Nous ne voyons pas l ’orientation vers l’impact comme quelque chose d’additionnel, mais comme quelque chose d’intégré. Nous partons de l’impact avant de mettre en place les mesures concrètes. Nous sommes convaincus que c’est nécessaire, nous n’avons pas besoin d’une impulsion ou d’une obligation pour le faire. En tant qu’organisation qui vise la transformation vers une société plus soutenable, nous nous donnons les moyens pour être le plus cohérent possible déjà à l’interne. Nous essayons d’offrir un climat de travail agréable, nous avons par exemple une charte de communication et nous mesurons l’impact climatique de nos activités. C’est plus vécu de l’intérieur qu’amené par l’extérieur. Mais c’est du travail! Nous investissons pas mal de temps à vérifier les objectifs et l’impact et à comment les vérifier. Mais nous sommes convaincus qu’il faut avoir une vision à long terme et puis voir comment on l’atteint le mieux.
Quelle a été la difficulté principale? L’obstacle le plus manifeste? Comment avez-vous pu résoudre ces difficultés?
La première difficulté est constituée par les ressources dont nous avons besoin pour vérifier l’impact. Nous avons commencé à interviewer les participant·e·s à la formation «enseigner dehors» une année après la formation. Pour voir ce qu’ils ont appris, comment ils appliquent les nouveaux contenus. Mais cela implique de dégager du temps pour réaliser, analyser et retransmettre l’essence des interviews. Selon les projets, c’est difficile d’intégrer cette étape au budget. L’évaluation n’est pas systématiquement payée par un donateur. De l’autre côté, je dirais qu’il faut du temps pour mesurer l’impact: pour recevoir des résultats pertinents, on doit chercher les méthodes adéquates d’évaluation.
L’autre difficulté, c’est qu’on a tendance à faire l’évaluation en dernier et il ne reste souvent plus de temps ou d’argent. Nous essayons dans nos formations de mettre à disposition assez de temps pour l’évaluation, en transmettant le message aux participant·e·s: «Gardez l’évaluation!». L’évaluation n’est pas encore un truc fun! C’est assez difficile de convaincre les participant·e·s de réfléchir au processus de leur apprentissage au lieu de faire une activité en plus, même si c’est beaucoup plus bénéfique. Pour surmonter la résistance, je trouve important que les gens dans nos cours puissent le vivre, ensuite, quand on fait un bilan et que l’on partage les expériences de la réflexion, ils disent «oui, je vois les avantages». D’ailleurs, on observe que tous nos efforts ont aussi provoqué un processus chez les chargé·e·s des formations externes.

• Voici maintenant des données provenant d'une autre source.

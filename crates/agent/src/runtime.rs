//! Owns research sessions and drives them through the pipeline.
//!
//! Every step follows the same shape: plan the next phase from the session
//! while holding its lock, run the executor with the lock released, then
//! re-lock to record the output and apply the resulting flow event. A cancel
//! that lands while an executor is in flight is honored at that boundary and
//! the executor's output is dropped.

use std::collections::HashMap;
use std::sync::Arc;

use dialectic_core::audit::{AuditCategory, AuditContext, AuditEvent, AuditOutcome, AuditSink};
use dialectic_core::config::AppConfig;
use dialectic_core::flows::{FlowContext, TransitionOutcome};
use dialectic_core::gateway::CallGateway;
use dialectic_core::quota::QuotaUsage;
use dialectic_core::{
    AbortReason, AgentSelection, AlignmentAction, Analysis, ApplicationError,
    ClarificationExchange, DialogueHistory, DialogueOutcome, DialogueTurn, DomainError,
    EvaluationDecision, FailureKind, FlowEngine, PhaseFailure, PhaseKind, PhaseOutput,
    PipelineEvent, PipelinePhase, ResearchBundle, ResearchFlow, ResearchScope, ResearchSession,
    SearchResults, SessionId, SessionSnapshot, SessionSummary,
};
use thiserror::Error;
use tokio::sync::{broadcast, Mutex, RwLock};
use tokio::task::JoinHandle;
use tracing::{error, info, warn};
use uuid::Uuid;

use crate::alignment::{AlignmentGate, AlignmentInput};
use crate::evaluator::{DialogueEvaluator, EvaluationInput};
use crate::events::SessionEvent;
use crate::phases::{DialogueRoundInput, PhaseExecutors, PhaseRoles, SynthesisInput};

const EVENT_CAPACITY: usize = 256;
const ACTOR: &str = "orchestrator";
const DEFAULT_CLARIFICATION_QUESTION: &str =
    "The debate needs your input before it can continue. What should it focus on?";

#[derive(Clone, Debug, Error, PartialEq, Eq)]
pub enum OrchestratorError {
    #[error("session {0} not found")]
    SessionNotFound(SessionId),
    #[error("session {id} is {state}, not awaiting clarification")]
    NotAwaitingClarification { id: SessionId, state: &'static str },
    #[error("session {id} is already {state}")]
    SessionTerminal { id: SessionId, state: &'static str },
    #[error("session {0} is already being driven")]
    AlreadyRunning(SessionId),
    #[error("invalid request: {0}")]
    InvalidRequest(String),
    #[error(transparent)]
    Domain(#[from] DomainError),
}

impl From<OrchestratorError> for ApplicationError {
    fn from(value: OrchestratorError) -> Self {
        match value {
            OrchestratorError::SessionNotFound(_) => Self::NotFound(value.to_string()),
            OrchestratorError::NotAwaitingClarification { .. }
            | OrchestratorError::SessionTerminal { .. }
            | OrchestratorError::AlreadyRunning(_) => Self::Conflict(value.to_string()),
            OrchestratorError::InvalidRequest(message) => Self::InvalidInput(message),
            OrchestratorError::Domain(error) => Self::Domain(error),
        }
    }
}

struct SessionSlot {
    session: ResearchSession,
    cancel_requested: bool,
    driving: bool,
}

struct RoundPlan {
    round: u32,
    max_rounds: u32,
    bundle: ResearchBundle,
    agents: AgentSelection,
    history: DialogueHistory,
    clarifications: Vec<ClarificationExchange>,
    feedback: Vec<String>,
}
pub mod config;
pub mod doctor;
pub mod research;

use serde::Serialize;

/// Exit code for a configuration that failed to load or validate.
pub const EXIT_CONFIG: u8 = 2;
/// Exit code for a rejected request (for example an empty query).
pub const EXIT_INVALID_REQUEST: u8 = 3;
/// Exit code for a session that ended aborted.
pub const EXIT_ABORTED: u8 = 4;
/// Exit code for a session paused on a clarification nobody answered.
pub const EXIT_NEEDS_CLARIFICATION: u8 = 10;

#[derive(Debug, Clone)]
pub struct CommandResult {
    pub exit_code: u8,
    pub output: String,
}

#[derive(Debug, Serialize)]
struct CommandOutcome {
    command: String,
    status: String,
    error_class: Option<String>,
    message: String,
}

impl CommandResult {
    pub fn success(command: &str, message: impl Into<String>) -> Self {
        let payload = CommandOutcome {
            command: command.to_string(),
            status: "ok".to_string(),
            error_class: None,
            message: message.into(),
        };
        Self { exit_code: 0, output: serialize_payload(&payload) }
    }

    pub fn failure(
        command: &str,
        error_class: &str,
        message: impl Into<String>,
        exit_code: u8,
    ) -> Self {
        let payload = CommandOutcome {
            command: command.to_string(),
            status: "error".to_string(),
            error_class: Some(error_class.to_string()),
            message: message.into(),
        };
        Self { exit_code, output: serialize_payload(&payload) }
    }

    /// Wraps an arbitrary serializable payload, for commands with richer output.
    pub fn json<T: Serialize>(exit_code: u8, payload: &T) -> Self {
        Self { exit_code, output: serialize_payload(payload) }
    }
}

fn serialize_payload<T: Serialize>(payload: &T) -> String {
    serde_json::to_string(payload).unwrap_or_else(|error| {
        format!(
            "{{\"command\":\"unknown\",\"status\":\"error\",\"error_class\":\"serialization\",\"message\":\"{}\"}}",
            error.to_string().replace('\\', "\\\\").replace('"', "\\\"")
        )
    })
}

Depuis deux ans, nous remarquons qu’ils/elles commencent à soutenir l’orientation vers l’impact chez eux/elles-mêmes et chez les participant·e·s. Le défi pour tous et toutes, c’est de connaître des méthodes adaptées pour vérifier le développement des compétences.

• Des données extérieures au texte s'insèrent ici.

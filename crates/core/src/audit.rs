use std::collections::BTreeMap;
use std::sync::{Arc, Mutex};

use chrono::{DateTime, Utc};
use serde::{Deserialize, Serialize};
use tracing::info;
use uuid::Uuid;

use crate::domain::session::SessionId;

#[derive(Clone, Copy, Debug, PartialEq, Eq, Serialize, Deserialize)]
#[serde(rename_all = "snake_case")]
pub enum AuditCategory {
    Session,
    Flow,
    Provider,
    Alignment,
}

impl AuditCategory {
    pub fn as_str(&self) -> &'static str {
        match self {
            Self::Session => "session",
            Self::Flow => "flow",
            Self::Provider => "provider",
            Self::Alignment => "alignment",
        }
    }
}

#[derive(Clone, Copy, Debug, PartialEq, Eq, Serialize, Deserialize)]
#[serde(rename_all = "snake_case")]
pub enum AuditOutcome {
    Success,
    Rejected,
    Failed,
}

#[derive(Clone, Debug, PartialEq, Eq, Serialize, Deserialize)]
pub struct AuditContext {
    pub session_id: Option<SessionId>,
    pub correlation_id: String,
    pub actor: String,
}

impl AuditContext {
    pub fn new(
        session_id: Option<SessionId>,
        correlation_id: impl Into<String>,
        actor: impl Into<String>,
    ) -> Self {
        Self { session_id, correlation_id: correlation_id.into(), actor: actor.into() }
    }
}

#[derive(Clone, Debug, PartialEq, Eq, Serialize, Deserialize)]
pub struct AuditEvent {
    pub event_id: String,
    pub session_id: Option<SessionId>,
    pub correlation_id: String,
    pub event_type: String,
    pub category: AuditCategory,
    pub actor: String,
    pub outcome: AuditOutcome,
    pub metadata: BTreeMap<String, String>,
    pub occurred_at: DateTime<Utc>,
}

impl AuditEvent {
    pub fn new(
        session_id: Option<SessionId>,
        correlation_id: impl Into<String>,
        event_type: impl Into<String>,
        category: AuditCategory,
        actor: impl Into<String>,
        outcome: AuditOutcome,
    ) -> Self {
        Self {
            event_id: Uuid::new_v4().to_string(),
            session_id,
            correlation_id: correlation_id.into(),
            event_type: event_type.into(),
            category,
            actor: actor.into(),
            outcome,
            metadata: BTreeMap::new(),
            occurred_at: Utc::now(),
        }
    }

    pub fn with_metadata(mut self, key: impl Into<String>, value: impl Into<String>) -> Self {
        self.metadata.insert(key.into(), value.into());
        self
    }
}

pub trait AuditSink: Send + Sync {
    fn emit(&self, event: AuditEvent);
}

#[derive(Clone, Default)]
pub struct InMemoryAuditSink {
    events: Arc<Mutex<Vec<AuditEvent>>>,
}

impl InMemoryAuditSink {
    pub fn events(&self) -> Vec<AuditEvent> {
        match self.events.lock() {
            Ok(events) => events.clone(),
            Err(poisoned) => poisoned.into_inner().clone(),
        }
    }
}

impl AuditSink for InMemoryAuditSink {
    fn emit(&self, event: AuditEvent) {
        match self.events.lock() {
            Ok(mut events) => events.push(event),
            Err(poisoned) => poisoned.into_inner().push(event),
        }
    }
}

/// Forwards audit events to the tracing subscriber; used by the server and CLI.
#[derive(Clone, Debug, Default)]
pub struct TracingAuditSink;

impl AuditSink for TracingAuditSink {
    fn emit(&self, event: AuditEvent) {
        let metadata = serde_json::to_string(&event.metadata).unwrap_or_default();
        info!(
            event_name = %event.event_type,
            audit_category = event.category.as_str(),
            audit_outcome = ?event.outcome,
            session_id = event.session_id.as_ref().map(SessionId::as_str).unwrap_or("none"),
            correlation_id = %event.correlation_id,
            actor = %event.actor,
            metadata = %metadata,
            "audit event"
        );
    }
}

Si tu souhaites donner un conseil à d’autres organisations qui souhaitent s’orienter vers les effets et l’évaluation des impacts: que devraient-elle absolument prendre en considération?
Le mot «impact» n’est pas très attractif mais si l’on trouve les méthodes et les outils qui peuvent lui amener un côté fun et montrer tout son sens, alors il fera plus facilement partie de la conception et de la réalisation des cours. Par exemple j’utilise l’escalier de l’impact (voir manuel «Social Impact Navigator») . Il parle beaucoup aux gens. Souvent, on a tendance à s’arrêter entre les étapes 3 et 4, mais dans mes cours, j’insiste pour porter la réflexion au niveau 5 et au-delà.
Même si on a pas mal d’expérience dans la formation et dans la gestion des projets, formuler les objectifs est toujours un défi. Et c’est encore un plus grand défi de formuler l’impact. La perspective à long terme et la question de savoir où on veut s’arrêter avec l’impact, c’est assez compliqué! Je pense que plus que tu fais du management de projet, plus tu es à l’aise pour formuler les objectifs. C’est un entraînement.
On pourrait mettre l’escalier de l’impact à disposition de celles et ceux qui s’intéressent à l’orientation vers l’impact. Ou on pourrait faire des ateliers ensemble, pour apprendre ensemble. Une autre idées serait un accompagnement comme celui que j’ai reçu de Sandra Wilhelm et de Urs Müller pendant le projet pilote. J’y ai reçu des conseils pour formuler les objectifs d’impact. Partir d’un état des lieux et recevoir un feedback m’a déjà donné pas mal d’impulsions.